Given the dozens upon dozens of carnivorous dinosaurs of all shapes and sizes that have been uncovered over the years, it’s still strange to me that T. rex should be the most celebrated and desired. That T. rex is perceived as one of the biggest, last, and most powerful of the nonavian dinosaurs has certainly attracted a particular crowd around it. In both the commercial market and paleontology, whether academically backed or self-styled, it’s primarily white cisgender men who sell T. rex to us. The dinosaur, even when carrying nonbinary pronouns like Sue’s public persona, inevitably bears a masculine gloss, thanks to so many decades of fearsome pop culture portrayals and the fact that it’s almost always men who step forward as the prime interpreters of T. rex biology. In a sense, T. rex is a symbol of toxic masculinity—a dinosaur molded by over a century of male-dominated interpretation with an emphasis on bone-crushing bites and wild power, one that edges out so many other interpretations of what it meant to be a dinosaur. To discover, name, buy, or sell T. rex is about displaying power, exerting control over an animal that—we are breathlessly told—could gobble us up in a few bites.
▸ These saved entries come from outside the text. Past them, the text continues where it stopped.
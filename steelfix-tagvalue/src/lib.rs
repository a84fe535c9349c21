//! # Steelfix Tag-Value
//!
//! Schema-checked FIX message construction and tag=value wire encoding.
//!
//! This crate ties the descriptor graph of `steelfix-dictionary` to the
//! tag storage of `steelfix-core`:
//! - [`Message`]: typed setters and getters that resolve every tag through
//!   the message descriptor when validation is on
//! - [`GroupMut`]/[`GroupRef`]: handles on repeating-group occurrences,
//!   bound to the group's subfield index
//! - [`Encoder`]: renders a message with FIX framing: BeginString,
//!   BodyLength, body in insertion order, CheckSum

pub mod checksum;
pub mod encoder;
pub mod message;

#[cfg(test)]
mod tests_support;

pub use checksum::{calculate_checksum, format_checksum, parse_checksum};
pub use encoder::{Encoder, SOH, TAG_BEGIN_STRING, TAG_BODY_LENGTH, TAG_CHECKSUM, TAG_MSG_TYPE};
pub use message::{GroupMut, GroupRef, Message, MessageFlags};
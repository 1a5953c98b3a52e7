//! Crate-wide error types

use thiserror::Error;

/// Errors surfaced by merchant client operations
#[derive(Error, Debug, Clone)]
pub enum Error {
    /// A caller-supplied argument was missing or malformed. Raised before
    /// any frame is sent.
    #[error("Invalid argument: {0}")]
    Validation(String),

    #[error("You must authenticate to the websocket first")]
    NotAuthenticated,

    /// The server rejected the supplied API key.
    #[error("Authentication failed: {0}")]
    Authentication(String),

    /// The server acknowledged a request with an error. The message is the
    /// server's, verbatim.
    #[error("{0}")]
    RemoteOperation(String),

    #[error("Transport error: {0}")]
    Transport(String),

    /// No acknowledgment arrived within the configured request timeout.
    #[error("Request '{event}' timed out waiting for acknowledgment")]
    Timeout { event: String },

    /// The transport's read loop has shut down and can no longer deliver
    /// an acknowledgment.
    #[error("Transport channel closed")]
    ChannelClosed,

    #[error("JSON parse error: {0}")]
    Json(String),
}

impl From<serde_json::Error> for Error {
    fn from(err: serde_json::Error) -> Self {
        Error::Json(err.to_string())
    }
}

/// Result type for merchant client operations
pub type Result<T> = std::result::Result<T, Error>;
//! Market Mirror Module
//!
//! Local, in-memory mirror of the marketplace's server-authoritative state:
//! the active listing set, per-client deposit/withdraw books, and the
//! aggregates derived from them.
//!
//! The mirror is passive. It is mutated only from the client's single
//! event-dispatch path (push events) and by the cache effects of the
//! client's own request/response operations, so it carries no locking of
//! its own. Consumers observe it through snapshots on
//! [`MerchantClient`](crate::MerchantClient) and through the
//! [`MarketEvent`] notification stream.

mod events;
mod market;
mod types;

pub use events::{MarketEvent, RemovedListing};
pub use market::MarketMirror;
pub use types::{
    AccountListings, CreateListingsRequest, InventoryItem, Listing, ListingDraft, ListingKind,
    ListingStatus, MarketStats, PurchaseRequest,
};
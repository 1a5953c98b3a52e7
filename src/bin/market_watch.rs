//! Market Watch Binary
//!
//! Connects to the merchant socket, authenticates, and prints every market
//! notification as it arrives.
//!
//! ## Setup
//!
//! 1. Create a `.env` file in the project root:
//!    ```
//!    SKINCRIB_MERCHANT__API_KEY=your-merchant-key
//!    ```
//!
//! 2. Run the watcher:
//!    ```bash
//!    cargo run --bin market_watch -- --config config.toml
//!    ```

use std::env;

use log::{error, info};
use tokio::sync::mpsc::unbounded_channel;

use skincrib_merchant_sdk::{ClientConfig, MarketEvent, MerchantClient, Settings};

#[tokio::main]
async fn main() {
    env_logger::Builder::from_env(env_logger::Env::default().default_filter_or("info")).init();

    // Load .env file
    match dotenvy::dotenv() {
        Ok(path) => info!("Loaded environment from: {}", path.display()),
        Err(_) => info!("No .env file found, using system environment variables"),
    }

    // Parse arguments
    let args: Vec<String> = env::args().collect();
    let config = if args.len() > 2 && args[1] == "--config" {
        match Settings::new(&args[2]) {
            Ok(settings) => ClientConfig::from(&settings.merchant),
            Err(e) => {
                error!("Failed to load config: {e}");
                return;
            }
        }
    } else {
        let api_key = match env::var("SKINCRIB_MERCHANT__API_KEY") {
            Ok(key) => key,
            Err(_) => {
                error!("SKINCRIB_MERCHANT__API_KEY not set and no --config given");
                return;
            }
        };
        ClientConfig::new(api_key)
    };

    let client = MerchantClient::connect(config);
    let (tx, mut rx) = unbounded_channel();
    client.subscribe(tx);

    if let Err(e) = client.authenticate().await {
        error!("Failed to authenticate: {e}");
        return;
    }

    while let Some(event) = rx.recv().await {
        match event {
            MarketEvent::Connected => info!("Connected to merchant socket"),
            MarketEvent::Disconnected => info!("Disconnected from merchant socket"),
            MarketEvent::Authenticated => info!("Session authenticated"),
            MarketEvent::Error(message) => error!("Socket error: {message}"),
            MarketEvent::ListingAdded(listing) => {
                info!(
                    "Listing added: {} at ${:.2} (market max ${:.2}, value ${:.2})",
                    listing.asset_id,
                    listing.price_dollars(),
                    client.market_max().await,
                    client.market_value().await,
                );
            }
            MarketEvent::ListingRemoved(removed) => {
                info!("Listing removed: {}", removed.asset_id());
            }
            MarketEvent::ListingUpdated { listing, steam_id } => {
                info!(
                    "Listing updated: {} -> {:?} (client: {})",
                    listing.asset_id,
                    listing.status,
                    steam_id.as_deref().unwrap_or("unknown"),
                );
            }
        }
    }
}
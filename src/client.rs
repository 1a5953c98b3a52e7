//! Merchant client: operations, push dispatch, and the market mirror
//!
//! One [`MerchantClient`] owns one transport connection, the in-memory
//! [`MarketMirror`], the session's authenticated flag, and the subscriber
//! list. All push events and response-driven cache effects funnel through
//! here.

use std::collections::HashMap;
use std::sync::atomic::{AtomicBool, Ordering};
use std::sync::{Arc, Mutex};

use log::{debug, error, info, warn};
use serde::Deserialize;
use serde_json::{json, Value};
use tokio::sync::mpsc::{unbounded_channel, UnboundedSender};
use tokio::sync::Mutex as AsyncMutex;

use crate::config::ClientConfig;
use crate::consts::MERCHANT_SOCKET_URL;
use crate::errors::{Error, Result};
use crate::market::{
    AccountListings, CreateListingsRequest, InventoryItem, Listing, MarketEvent, MarketMirror,
    MarketStats, PurchaseRequest, RemovedListing,
};
use crate::transport::{wire, PushEvent, ResponseEnvelope, Transport, WsTransport};

/// Client for the merchant socket API
///
/// Cheap to clone; clones share the same connection, mirror and session
/// state. Consumers receive notifications by registering an unbounded
/// sender through [`subscribe`](MerchantClient::subscribe).
#[derive(Clone)]
pub struct MerchantClient {
    config: ClientConfig,
    transport: Arc<dyn Transport>,
    mirror: Arc<AsyncMutex<MarketMirror>>,
    authenticated: Arc<AtomicBool>,
    subscribers: Arc<Mutex<Vec<UnboundedSender<MarketEvent>>>>,
}

/// `load_inventory` acknowledgment payload
#[derive(Debug, Deserialize)]
struct InventoryPayload {
    #[serde(default)]
    inventory: Vec<InventoryItem>,
}

impl MerchantClient {
    /// Connect to the merchant service's fixed endpoint
    pub fn connect(config: ClientConfig) -> Self {
        let transport = Arc::new(WsTransport::connect(MERCHANT_SOCKET_URL));
        Self::with_transport(config, transport)
    }

    /// Build a client over an explicit transport
    ///
    /// This is the seam tests and embedders use, typically with
    /// [`MockTransport`](crate::MockTransport).
    pub fn with_transport(config: ClientConfig, transport: Arc<dyn Transport>) -> Self {
        let client = Self {
            config,
            transport,
            mirror: Arc::new(AsyncMutex::new(MarketMirror::new())),
            authenticated: Arc::new(AtomicBool::new(false)),
            subscribers: Arc::new(Mutex::new(Vec::new())),
        };
        client.spawn_dispatch();
        client
    }

    /// Register a subscriber for market notifications
    pub fn subscribe(&self, sender: UnboundedSender<MarketEvent>) {
        self.subscribers
            .lock()
            .expect("subscriber list poisoned")
            .push(sender);
    }

    /// Whether the session has authenticated since the last (re)connect
    pub fn is_authenticated(&self) -> bool {
        self.authenticated.load(Ordering::SeqCst)
    }

    // ---- mirror snapshots ------------------------------------------------

    /// Snapshot of the mirrored active listing set
    pub async fn listings(&self) -> Vec<Listing> {
        self.mirror.lock().await.active_listings().to_vec()
    }

    /// Current mirrored market aggregates
    pub async fn market_stats(&self) -> MarketStats {
        self.mirror.lock().await.stats()
    }

    /// Total mirrored market value in dollars
    pub async fn market_value(&self) -> f64 {
        self.market_stats().await.value_dollars()
    }

    /// Highest mirrored listing price in dollars
    pub async fn market_max(&self) -> f64 {
        self.market_stats().await.max_dollars()
    }

    /// Snapshot of a client's mirrored sale book, if loaded
    pub async fn client_deposits(&self, steam_id: &str) -> Option<Vec<Listing>> {
        self.mirror
            .lock()
            .await
            .client_deposits(steam_id)
            .map(<[Listing]>::to_vec)
    }

    /// Snapshot of a client's mirrored purchase book, if loaded
    pub async fn client_withdraws(&self, steam_id: &str) -> Option<Vec<Listing>> {
        self.mirror
            .lock()
            .await
            .client_withdraws(steam_id)
            .map(<[Listing]>::to_vec)
    }

    // ---- operations ------------------------------------------------------

    /// Authenticate the session with the configured merchant API key
    pub async fn authenticate(&self) -> Result<Value> {
        require(&self.config.api_key, "Provide a merchant API key to authenticate")?;

        match self.request(wire::AUTHENTICATE, json!({"key": self.config.api_key})).await {
            Ok(envelope) => {
                self.authenticated.store(true, Ordering::SeqCst);
                info!("Authenticated to merchant socket");
                self.emit(MarketEvent::Authenticated);
                Ok(envelope.data)
            }
            // An authenticate rejection is a credentials problem, not a
            // generic remote failure
            Err(Error::RemoteOperation(message)) => Err(Error::Authentication(message)),
            Err(e) => Err(e),
        }
    }

    /// Load a client's external inventory snapshot
    pub async fn load_inventory(&self, steam_id: &str) -> Result<Vec<InventoryItem>> {
        self.ensure_authenticated()?;
        require(steam_id, "Provide a client's SteamID64")?;

        let envelope = self
            .request(wire::LOAD_INVENTORY, json!({"steamid": steam_id}))
            .await?;
        let payload: InventoryPayload = serde_json::from_value(envelope.data)?;
        Ok(payload.inventory)
    }

    /// Fetch the full active-listing snapshot from the server
    ///
    /// With caching enabled this is a full resync: the mirrored active set
    /// is replaced wholesale and the aggregates are recomputed from the
    /// fresh snapshot.
    pub async fn fetch_all_listings(&self) -> Result<Vec<Listing>> {
        self.ensure_authenticated()?;

        let envelope = self.request(wire::LISTINGS_GET, json!({})).await?;
        let listings: Vec<Listing> = serde_json::from_value(envelope.data)?;

        if self.config.cache {
            self.mirror.lock().await.replace_active(listings.clone());
        }
        Ok(listings)
    }

    /// Fetch one client's active deposits and withdraws from the server
    pub async fn fetch_client_listings(&self, steam_id: &str) -> Result<AccountListings> {
        self.ensure_authenticated()?;
        require(steam_id, "Provide a client's SteamID64")?;

        let envelope = self
            .request(wire::LISTINGS_CLIENT, json!({"steamid": steam_id}))
            .await?;
        let books: AccountListings = serde_json::from_value(envelope.data)?;

        if self.config.cache {
            self.mirror.lock().await.replace_client(steam_id, books.clone());
        }
        Ok(books)
    }

    /// List a batch of items for sale on behalf of a client
    pub async fn create_listings(&self, request: CreateListingsRequest) -> Result<Vec<Listing>> {
        self.ensure_authenticated()?;
        require(&request.steam_id, "Provide a client's SteamID64")?;
        require(&request.api_key, "Provide a client's Steam api-key")?;
        require(&request.trade_url, "Provide a client's Steam tradeurl")?;
        if request.items.is_empty() {
            return Err(Error::Validation(
                "Provide at least one item to list".to_string(),
            ));
        }
        for (i, item) in request.items.iter().enumerate() {
            if item.asset_id.trim().is_empty() || item.price == 0 {
                return Err(Error::Validation(format!(
                    "Item at index {i} must carry an assetid and a non-zero price"
                )));
            }
        }

        let payload = serde_json::to_value(&request)?;
        let envelope = self.request(wire::LISTINGS_NEW, payload).await?;
        let listings: Vec<Listing> = serde_json::from_value(envelope.data)?;

        if self.config.cache {
            self.mirror
                .lock()
                .await
                .append_deposits(&request.steam_id, listings.clone());
        }
        Ok(listings)
    }

    /// Cancel a client's listings by asset id
    ///
    /// Returns the server's per-asset cancellation map. Ids the mirror no
    /// longer holds are skipped locally; the server may already have moved
    /// them to purchased or removed.
    pub async fn cancel_listings(
        &self,
        steam_id: &str,
        asset_ids: &[String],
    ) -> Result<HashMap<String, Value>> {
        self.ensure_authenticated()?;
        require(steam_id, "Provide a client's SteamID64")?;
        if asset_ids.is_empty() {
            return Err(Error::Validation(
                "Provide at least one assetid to cancel".to_string(),
            ));
        }

        let envelope = self
            .request(
                wire::LISTINGS_CANCEL,
                json!({"steamid": steam_id, "assetids": asset_ids}),
            )
            .await?;
        let cancelled: HashMap<String, Value> = serde_json::from_value(envelope.data)?;

        if self.config.cache {
            let ids: Vec<String> = cancelled.keys().cloned().collect();
            self.mirror.lock().await.remove_deposits(steam_id, &ids);
        }
        Ok(cancelled)
    }

    /// Purchase an active listing on behalf of a client
    pub async fn purchase_listing(&self, request: PurchaseRequest) -> Result<Listing> {
        self.ensure_authenticated()?;
        require(&request.steam_id, "Provide a client's SteamID64")?;
        require(&request.trade_url, "Provide a client's Steam tradeurl")?;
        require(
            &request.asset_id,
            "Provide the Asset ID of the listing you want to purchase",
        )?;

        let envelope = self
            .request(
                wire::LISTINGS_PURCHASE,
                json!({
                    "steamid": request.steam_id,
                    "tradeUrl": request.trade_url,
                    "item": {"assetid": request.asset_id},
                }),
            )
            .await?;
        let listing: Listing = serde_json::from_value(envelope.data)?;

        if self.config.cache {
            self.mirror
                .lock()
                .await
                .push_withdraw(&request.steam_id, listing.clone());
        }
        Ok(listing)
    }

    /// Confirm a pending sale, typically in response to a
    /// [`ListingUpdated`](MarketEvent::ListingUpdated) notification whose
    /// status [`needs_confirmation`](crate::ListingStatus::needs_confirmation)
    pub async fn confirm_listing(&self, steam_id: &str, asset_id: &str) -> Result<String> {
        self.ensure_authenticated()?;
        require(steam_id, "Provide a client's SteamID64")?;
        require(
            asset_id,
            "Provide the Asset ID of the listing you want to confirm",
        )?;

        let envelope = self
            .request(
                wire::LISTINGS_CONFIRM,
                json!({"steamid": steam_id, "assetid": asset_id}),
            )
            .await?;
        Ok(envelope.message.unwrap_or_default())
    }

    // ---- internals -------------------------------------------------------

    fn ensure_authenticated(&self) -> Result<()> {
        if self.is_authenticated() {
            Ok(())
        } else {
            Err(Error::NotAuthenticated)
        }
    }

    /// Emit a request bounded by the configured acknowledgment timeout
    async fn request(&self, event: &str, payload: Value) -> Result<ResponseEnvelope> {
        match tokio::time::timeout(
            self.config.request_timeout,
            self.transport.request(event, payload),
        )
        .await
        {
            Ok(result) => result,
            Err(_) => Err(Error::Timeout {
                event: event.to_string(),
            }),
        }
    }

    fn emit(&self, event: MarketEvent) {
        self.subscribers
            .lock()
            .expect("subscriber list poisoned")
            .retain(|sender| sender.send(event.clone()).is_ok());
    }

    fn spawn_dispatch(&self) {
        let (tx, mut rx) = unbounded_channel();
        self.transport.subscribe(tx);

        let client = self.clone();
        tokio::spawn(async move {
            while let Some(push) = rx.recv().await {
                client.handle_push(push).await;
            }
            debug!("Push channel closed; dispatch task exiting");
        });
    }

    /// The single event-dispatch path: every push mutates the mirror (when
    /// caching) and is forwarded to subscribers
    async fn handle_push(&self, push: PushEvent) {
        match push {
            PushEvent::Connected => {
                self.emit(MarketEvent::Connected);
            }
            PushEvent::Disconnected => {
                self.authenticated.store(false, Ordering::SeqCst);
                self.emit(MarketEvent::Disconnected);

                if self.config.reconnect {
                    // Fire-and-forget: the transport queues the frame until
                    // the socket is back; failures only surface through the
                    // normal authenticate error path
                    let client = self.clone();
                    tokio::spawn(async move {
                        if let Err(e) = client.authenticate().await {
                            warn!("Re-authentication after disconnect failed: {e}");
                        }
                    });
                }
            }
            PushEvent::Error(message) => {
                error!("Merchant socket error: {message}");
                self.emit(MarketEvent::Error(message));
            }
            PushEvent::NewListing(listing) => {
                if self.config.cache {
                    self.mirror.lock().await.insert_listing(listing.clone());
                }
                self.emit(MarketEvent::ListingAdded(listing));
            }
            PushEvent::ListingRemoved { asset_id } => {
                let evicted = if self.config.cache {
                    self.mirror.lock().await.remove_listing(&asset_id)
                } else {
                    None
                };

                let removed = match evicted {
                    Some(listing) => RemovedListing::Listing(listing),
                    None => RemovedListing::AssetId(asset_id),
                };
                self.emit(MarketEvent::ListingRemoved(removed));
            }
            PushEvent::ListingStatus(listing) => {
                let owner = if self.config.cache {
                    self.mirror.lock().await.update_status(&listing)
                } else {
                    None
                };

                match owner {
                    Some(steam_id) => {
                        let mut enriched = listing;
                        enriched.steam_id = Some(steam_id.clone());
                        self.emit(MarketEvent::ListingUpdated {
                            listing: enriched,
                            steam_id: Some(steam_id),
                        });
                    }
                    // Degraded notification: the raw payload is all there is
                    None => self.emit(MarketEvent::ListingUpdated {
                        listing,
                        steam_id: None,
                    }),
                }
            }
        }
    }
}

fn require(value: &str, message: &str) -> Result<()> {
    if value.trim().is_empty() {
        return Err(Error::Validation(message.to_string()));
    }
    Ok(())
}
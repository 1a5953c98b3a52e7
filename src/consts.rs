/// Fixed merchant socket endpoint. The service runs a single public
/// endpoint; it is not user-configurable.
pub const MERCHANT_SOCKET_URL: &str = "wss://skincrib.com/merchants";

/// Default bound on how long a request waits for its acknowledgment.
pub const DEFAULT_REQUEST_TIMEOUT_MS: u64 = 15_000;

pub(crate) const RECONNECT_BASE_DELAY_MS: u64 = 1_000;
pub(crate) const RECONNECT_MAX_DELAY_MS: u64 = 60_000;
We could easily turn our gaze elsewhere, and perhaps learn even more about life on Earth than we presently understand. There’s no shortage of other large, predatory dinosaurs that can benefit from the same kind of techniques and scientific questioning—and no doubt funding—that T. rex has drawn over the years. Immense carnivorous dinosaurs from the Southern Hemisphere, for example, are little-known beyond their names, size estimates, and their preference for meat. Paleontologists should spread the love around and use some of the same cutting-edge techniques for mass estimation, age analysis, and biomechanics that rex is treated to on these lesser-known parts of the ancient world, not to mention the literally hundreds of other dinosaur species about which little is known beyond their status as unique species.

There is certainly more to learn about T. rex, but there’s little harm in letting those finds come to us in time rather than tussling for control of an animal that’s been dead for 66 million years. We could benefit from a break in the cycle of, frankly, useless arguments over an animal’s biology that often have more to do with men’s aesthetic preferences than the dinosaur itself. I think we need that break, even if just for a little while. Perhaps, if we can let go of our preconceptions and preoccupation with defending the honor of an animal that looked at our ancient mammal relatives as little more than hors d’oeuvres, we might be able to approach and understand the deeper nuances about a long lost reptile that is both strange and familiar. The bones will still be there, waiting for us when we’re ready. For now, though, I think Rex deserves a rest.